No they mix Chinese as well as Korean the adhesive is the main problem. Buy only by from a known Korean company like all products there are good and bad suppliers, we sell Korean product only after we checked out our supplier properly


----------



## veedub3 (Mar 29, 2007)

T-Shirtprinter said:


> Are all Korean Rhinestones of the same quality?

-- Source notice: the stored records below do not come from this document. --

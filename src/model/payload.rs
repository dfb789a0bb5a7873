//! On-disk payload for trained models.
//!
//! The payload is a version-tagged enum serialized with Postcard behind a
//! fixed magic header. New format versions add variants; older readers
//! detect unsupported versions from the header byte before decoding.

use serde::{Deserialize, Serialize};

use super::ModelMeta;
use crate::data::DataSpec;
use crate::engine::Forest;

/// File magic for treeline model files.
pub const MAGIC: &[u8; 4] = b"TRLN";

/// Current format version written by [`super::TrainedModel::save`].
pub const CURRENT_VERSION: u8 = 1;

/// Version-tagged payload.
#[derive(Debug, Clone, Serialize, Deserialize)]
pub enum Payload {
    /// Version 1 payload format.
    V1(PayloadV1),
}

/// Version 1: metadata, the training-time data specification, and the forest.
#[derive(Debug, Clone, Serialize, Deserialize)]
pub struct PayloadV1 {
    pub meta: ModelMeta,
    pub spec: DataSpec,
    pub forest: Forest,
}
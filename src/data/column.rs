//! Raw caller-supplied columns.
//!
//! The host hands data over as an ordered set of named columns whose values
//! are untyped. [`RawValue`] is the tagged union this layer understands;
//! semantic types are assigned later by specification inference.

use std::borrow::Cow;

/// A single untyped value from the host.
#[derive(Debug, Clone, PartialEq)]
pub enum RawValue {
    /// A numeric value.
    Number(f64),
    /// A textual value. May still be numeric-as-text ("3.5").
    Text(String),
    /// A missing value.
    Null,
}

impl RawValue {
    /// Interpret the value as a finite number, if possible.
    ///
    /// Textual values are parsed; non-finite results count as non-numeric so
    /// that inference stays deterministic across platforms.
    pub fn as_number(&self) -> Option<f64> {
        match self {
            Self::Number(n) => Some(*n).filter(|n| n.is_finite()),
            Self::Text(s) => s.trim().parse::<f64>().ok().filter(|n| n.is_finite()),
            Self::Null => None,
        }
    }

    /// The textual form of the value, used for vocabulary construction.
    pub fn as_text(&self) -> Option<Cow<'_, str>> {
        match self {
            Self::Number(n) => Some(Cow::Owned(format!("{n}"))),
            Self::Text(s) => Some(Cow::Borrowed(s.as_str())),
            Self::Null => None,
        }
    }

    /// Whether the value is missing.
    pub fn is_null(&self) -> bool {
        matches!(self, Self::Null)
    }
}

impl From<f64> for RawValue {
    fn from(v: f64) -> Self {
        Self::Number(v)
    }
}

impl From<i64> for RawValue {
    fn from(v: i64) -> Self {
        Self::Number(v as f64)
    }
}

impl From<&str> for RawValue {
    fn from(v: &str) -> Self {
        Self::Text(v.to_string())
    }
}

impl From<String> for RawValue {
    fn from(v: String) -> Self {
        Self::Text(v)
    }
}

/// A named column of raw values, in caller row order.
#[derive(Debug, Clone, PartialEq)]
pub struct RawColumn {
    name: String,
    values: Vec<RawValue>,
}

impl RawColumn {
    /// Create a column from any values convertible to [`RawValue`].
    pub fn new<V: Into<RawValue>>(name: impl Into<String>, values: Vec<V>) -> Self {
        Self {
            name: name.into(),
            values: values.into_iter().map(Into::into).collect(),
        }
    }

    /// Convenience constructor for a numeric column.
    pub fn numeric(name: impl Into<String>, values: &[f64]) -> Self {
        Self {
            name: name.into(),
            values: values.iter().map(|&v| RawValue::Number(v)).collect(),
        }
    }

    /// Convenience constructor for a textual column.
    pub fn text<S: AsRef<str>>(name: impl Into<String>, values: &[S]) -> Self {
        Self {
            name: name.into(),
            values: values
                .iter()
                .map(|v| RawValue::Text(v.as_ref().to_string()))
                .collect(),
        }
    }

    /// Column name.
    pub fn name(&self) -> &str {
        &self.name
    }

    /// Values in row order.
    pub fn values(&self) -> &[RawValue] {
        &self.values
    }

    /// Number of rows.
    pub fn len(&self) -> usize {
        self.values.len()
    }

    /// Whether the column has no rows.
    pub fn is_empty(&self) -> bool {
        self.values.is_empty()
    }
}

#[cfg(test)]
mod tests {
    use super::*;

    #[test]
    fn number_parsing() {
        assert_eq!(RawValue::Number(2.5).as_number(), Some(2.5));
        assert_eq!(RawValue::Text(" 3.5 ".into()).as_number(), Some(3.5));
        assert_eq!(RawValue::Text("abc".into()).as_number(), None);
        assert_eq!(RawValue::Text("inf".into()).as_number(), None);
        assert_eq!(RawValue::Null.as_number(), None);
        assert_eq!(RawValue::Number(f64::NAN).as_number(), None);
    }

    #[test]
    fn textual_form() {
        assert_eq!(RawValue::Text("red".into()).as_text().unwrap(), "red");
        assert_eq!(RawValue::Number(1.0).as_text().unwrap(), "1");
        assert!(RawValue::Null.as_text().is_none());
    }

    #[test]
    fn column_constructors() {
        let col = RawColumn::numeric("x", &[1.0, 2.0]);
        assert_eq!(col.name(), "x");
        assert_eq!(col.len(), 2);

        let col = RawColumn::text("y", &["a", "b", "c"]);
        assert_eq!(col.values()[2], RawValue::Text("c".into()));

        let col = RawColumn::new("mixed", vec![RawValue::Number(1.0), RawValue::Null]);
        assert!(col.values()[1].is_null());
    }
}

No they are not. Find a supplier with a quality that you like and stick with them. Buying from different suppliers and mixing them cause irregularities in the stones, size differences, color shading differences, etc.


----------



## My Shirt Connect (Jan 24, 2010)

We Prefer:

Korean 2 cut Grade A Rhinestones with the better glue so that you can wash and put in the dryer without losing stones.

Brian : )


----------



## rodobe (Feb 18, 2011)

Rich
You need to find a good supplier and make sure you use grade 2, check the quality adhesive they sell.Be careful as stones can come loose in washing and during wearing if the application is incorrect and quality is poor.Especially around children they create issues. I travel to Korea at least four times a year for my company and rhinestones and studs are part of our buissness so I have discounted quite a few suppliers over the last ten years.We have very little problems and have confidence in our supplier.


----------



## heattransfers (Aug 5, 2009)

Not all the Korean Rhinestone Quality are the same. You can get samples from different suppliers and test them.


----------